What matters will be acted on at the Annual Meeting?

Stockholders are asked to consider and vote on the following matters at the Annual Meeting:

 

Proposal 1. The election of 12 nominees named in this Proxy Statement to our Board of Directors.
Proposal 2. The ratification of the appointment by our Audit and Risk Committee of Ernst & Young LLP as our independent registered public accounting firm for the fiscal year ending December 31, 2015.
Proposal 3. An advisory vote to approve the compensation paid to our named executive officers.
Proposal 4. Such other matters as may properly come before the Annual Meeting or any adjournments or postponements thereof.

As of the date of this Proxy Statement, we are not aware of any other matters that will be presented for action at the Annual Meeting.

Who is entitled to vote at the Annual Meeting?

Stockholders of record of our common stock at the close of business on the “record date” are entitled to receive notice of and to vote at the Annual Meeting. The Board of Directors has fixed the close of business on March 16, 2015 as the record date.

As of the record date, there were 116,927,005 shares of common stock outstanding and entitled to vote. Holders of common stock are entitled to one vote for each share of common stock held as of the record date on each matter to be voted on at the Annual Meeting.

What do I need to attend the Annual Meeting?

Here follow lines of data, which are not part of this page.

#[cfg(test)]
mod tests {
    use super::*;
    use crate::queue::ManualClock;
    use crate::retry::BackoffPolicy;
    use crate::store::{DocumentStore, SqliteDocumentStore};

    fn queue_at(clock: &ManualClock) -> SqliteJobQueue {
        let db = Database::in_memory().unwrap();
        SqliteJobQueue::new(db, QueueConfig::default())
            .unwrap()
            .with_clock(Arc::new(clock.clone()))
    }

    fn start() -> DateTime<Utc> {
        DateTime::from_timestamp(1_700_000_000, 0).unwrap()
    }

    const LEASE: Duration = Duration::from_secs(60);

    #[tokio::test]
    async fn enqueue_rejects_invalid_descriptor() {
        let q = queue_at(&ManualClock::new(start()));
        let err = q.enqueue(NewJob::new("", "https://x/a.pdf")).await.unwrap_err();
        assert!(matches!(err, PipelineError::InvalidJob(_)));
        assert_eq!(q.stats().await.unwrap().pending, 0);
    }

    #[tokio::test]
    async fn claim_increments_attempt_and_sets_lease() {
        let clock = ManualClock::new(start());
        let q = queue_at(&clock);
        let id = q.enqueue(NewJob::new("doc", "https://x/a.pdf")).await.unwrap();

        let w = WorkerId::new("w1");
        let job = q.claim(&w, LEASE).await.unwrap().unwrap();
        assert_eq!(job.id, id);
        assert_eq!(job.attempt, 1);
        assert_eq!(job.state, JobState::Leased);
        assert_eq!(job.lease_owner, Some(w));
        assert_eq!(job.lease_expiry, Some(start() + chrono::Duration::seconds(60)));
    }

    #[tokio::test]
    async fn claims_oldest_first() {
        let clock = ManualClock::new(start());
        let q = queue_at(&clock);
        let first = q.enqueue(NewJob::new("a", "https://x/a.pdf")).await.unwrap();
        clock.advance(Duration::from_millis(1));
        q.enqueue(NewJob::new("b", "https://x/b.pdf")).await.unwrap();

        let job = q.claim(&WorkerId::new("w"), LEASE).await.unwrap().unwrap();
        assert_eq!(job.id, first);
    }

    #[tokio::test]
    async fn leased_job_is_invisible_until_expiry() {
        let clock = ManualClock::new(start());
        let q = queue_at(&clock);
        q.enqueue(NewJob::new("doc", "https://x/a.pdf")).await.unwrap();

        let a = WorkerId::new("a");
        let b = WorkerId::new("b");
        assert!(q.claim(&a, LEASE).await.unwrap().is_some());
        assert!(q.claim(&b, LEASE).await.unwrap().is_none());

        clock.advance(LEASE);
        let stolen = q.claim(&b, LEASE).await.unwrap().unwrap();
        assert_eq!(stolen.lease_owner, Some(b.clone()));
        assert_eq!(stolen.attempt, 2);

        // The previous owner has lost the lease.
        let err = q.ack(stolen.id, &a).await.unwrap_err();
        assert!(matches!(err, PipelineError::LeaseLost { .. }));
    }

    #[tokio::test]
    async fn heartbeat_extends_lease_for_owner_only() {
        let clock = ManualClock::new(start());
        let q = queue_at(&clock);
        q.enqueue(NewJob::new("doc", "https://x/a.pdf")).await.unwrap();
        let a = WorkerId::new("a");
        let job = q.claim(&a, LEASE).await.unwrap().unwrap();

        clock.advance(Duration::from_secs(50));
        q.heartbeat(job.id, &a, LEASE).await.unwrap();
        clock.advance(Duration::from_secs(50));
        // 100 s after claim, but only 50 s after the heartbeat.
        assert!(q.claim(&WorkerId::new("b"), LEASE).await.unwrap().is_none());

        let err = q
            .heartbeat(job.id, &WorkerId::new("b"), LEASE)
            .await
            .unwrap_err();
        assert!(matches!(err, PipelineError::LeaseLost { .. }));
    }

    #[tokio::test]
    async fn ack_marks_done() {
        let q = queue_at(&ManualClock::new(start()));
        q.enqueue(NewJob::new("doc", "https://x/a.pdf")).await.unwrap();
        let w = WorkerId::new("w");
        let job = q.claim(&w, LEASE).await.unwrap().unwrap();
        q.ack(job.id, &w).await.unwrap();

        let stored = q.get(job.id).await.unwrap().unwrap();
        assert_eq!(stored.state, JobState::Done);
        assert!(stored.lease_owner.is_none());
        assert!(q.claim(&w, LEASE).await.unwrap().is_none());
        assert_eq!(q.stats().await.unwrap().done, 1);
    }

    #[tokio::test]
    async fn retryable_failures_back_off_then_dead_letter() {
        let clock = ManualClock::new(start());
        let q = queue_at(&clock);
        let id = q.enqueue(NewJob::new("doc", "https://x/404.pdf")).await.unwrap();
        let w = WorkerId::new("w");
        let failure = JobFailure::retryable("fetch failed: HTTP 404");

        let mut delays = Vec::new();
        loop {
            let job = q.claim(&w, LEASE).await.unwrap().unwrap();
            let failed_at = clock.now();
            match q.fail(job.id, &w, &failure).await.unwrap() {
                FailOutcome::Retrying { retry_at } => {
                    delays.push((retry_at - failed_at).num_seconds());
                    // Not claimable one second early.
                    clock.set(retry_at - chrono::Duration::seconds(1));
                    assert!(q.claim(&w, LEASE).await.unwrap().is_none());
                    clock.set(retry_at);
                }
                FailOutcome::DeadLettered => break,
            }
        }
        assert_eq!(delays, vec![5, 10]);

        let dead = q.dead_letters(10).await.unwrap();
        assert_eq!(dead.len(), 1);
        assert_eq!(dead[0].id, id);
        assert_eq!(dead[0].attempt, 3);
        assert!(dead[0].last_error.as_deref().unwrap().contains("404"));
    }

    #[tokio::test]
    async fn permanent_failure_dead_letters_immediately() {
        let q = queue_at(&ManualClock::new(start()));
        q.enqueue(NewJob::new("doc", "https://x/bad.pdf")).await.unwrap();
        let w = WorkerId::new("w");
        let job = q.claim(&w, LEASE).await.unwrap().unwrap();
        let outcome = q
            .fail(job.id, &w, &JobFailure::permanent("malformed"))
            .await
            .unwrap();
        assert_eq!(outcome, FailOutcome::DeadLettered);
        assert_eq!(q.stats().await.unwrap().dead, 1);
    }

    #[tokio::test]
    async fn expired_final_lease_is_dead_lettered_on_next_claim() {
        let clock = ManualClock::new(start());
        let db = Database::in_memory().unwrap();
        let store = SqliteDocumentStore::new(db.clone());
        let q = SqliteJobQueue::new(db, QueueConfig::default().with_max_attempts(1))
            .unwrap()
            .with_clock(Arc::new(clock.clone()));
        q.enqueue(NewJob::new("doc", "https://x/a.pdf")).await.unwrap();
        let job = q.claim(&WorkerId::new("crashy"), LEASE).await.unwrap().unwrap();
        store.begin_run(&job.document_id).await.unwrap();
        store.set_progress(&job.document_id, 35).await.unwrap();

        clock.advance(LEASE * 2);
        assert!(q.claim(&WorkerId::new("b"), LEASE).await.unwrap().is_none());

        let stored = q.get(job.id).await.unwrap().unwrap();
        assert_eq!(stored.state, JobState::Dead);
        assert!(stored.last_error.unwrap().contains("lease expired"));

        let record = store.processing_state(&job.document_id).await.unwrap().unwrap();
        assert!(!record.complete);
        assert_eq!(record.progress, 35);
        assert_eq!(
            record.error.as_deref(),
            Some("lease expired during final attempt 1")
        );
    }

    #[tokio::test]
    async fn expired_final_lease_does_not_touch_a_completed_record() {
        let clock = ManualClock::new(start());
        let db = Database::in_memory().unwrap();
        let store = SqliteDocumentStore::new(db.clone());
        let q = SqliteJobQueue::new(db, QueueConfig::default().with_max_attempts(1))
            .unwrap()
            .with_clock(Arc::new(clock.clone()));
        q.enqueue(NewJob::new("doc", "https://x/a.pdf")).await.unwrap();
        let job = q.claim(&WorkerId::new("crashy"), LEASE).await.unwrap().unwrap();
        store
            .mark_complete(&job.document_id, 2, "mem://doc/document.json")
            .await
            .unwrap();

        clock.advance(LEASE * 2);
        assert!(q.claim(&WorkerId::new("b"), LEASE).await.unwrap().is_none());

        let record = store.processing_state(&job.document_id).await.unwrap().unwrap();
        assert!(record.complete);
        assert_eq!(record.error, None);
    }

    #[tokio::test]
    async fn backoff_is_capped_by_policy() {
        let clock = ManualClock::new(start());
        let db = Database::in_memory().unwrap();
        let config = QueueConfig::default().with_max_attempts(10).with_job_backoff(
            BackoffPolicy::new(Duration::from_secs(5), 10).with_max_delay(Duration::from_secs(12)),
        );
        let q = SqliteJobQueue::new(db, config)
            .unwrap()
            .with_clock(Arc::new(clock.clone()));
        q.enqueue(NewJob::new("doc", "https://x/a.pdf")).await.unwrap();
        let w = WorkerId::new("w");

        let mut delays = Vec::new();
        for _ in 0..4 {
            let job = q.claim(&w, LEASE).await.unwrap().unwrap();
            let now = clock.now();
            if let FailOutcome::Retrying { retry_at } =
                q.fail(job.id, &w, &JobFailure::retryable("x")).await.unwrap()
            {
                delays.push((retry_at - now).num_seconds());
                clock.set(retry_at);
            }
        }
        assert_eq!(delays, vec![5, 10, 12, 12]);
    }
}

If you wish to attend the Annual Meeting, you must be a stockholder as of the March 16, 2015 record date. You must request an admission ticket in advance by visiting www.proxyvote.com and following the instructions provided (you will need the 12 digit control number included on your proxy card, voter instruction form or Notice). Tickets will be issued only to registered and beneficial owners. Stockholders who own shares as joint-tenants will be issued one ticket with both names on the ticket.

Requests for admission tickets will be processed in the order in which they are received and must be requested no later than May 13, 2015. Please note that seating is limited and requests for tickets will be accepted on a first-come, first-served basis. On the day of the Annual Meeting, each stockholder will be required to present valid picture identification such as a driver’s license or passport with their admission ticket. Seating will begin at 9:15 a.m. local time and the Annual Meeting will begin at 10:00 a.m. local time.

Please note that cameras (including cell phones with photographic or video capabilities), recording devices and other electronic devices will not be permitted at the meeting.

What are the Board of Directors’ recommendations?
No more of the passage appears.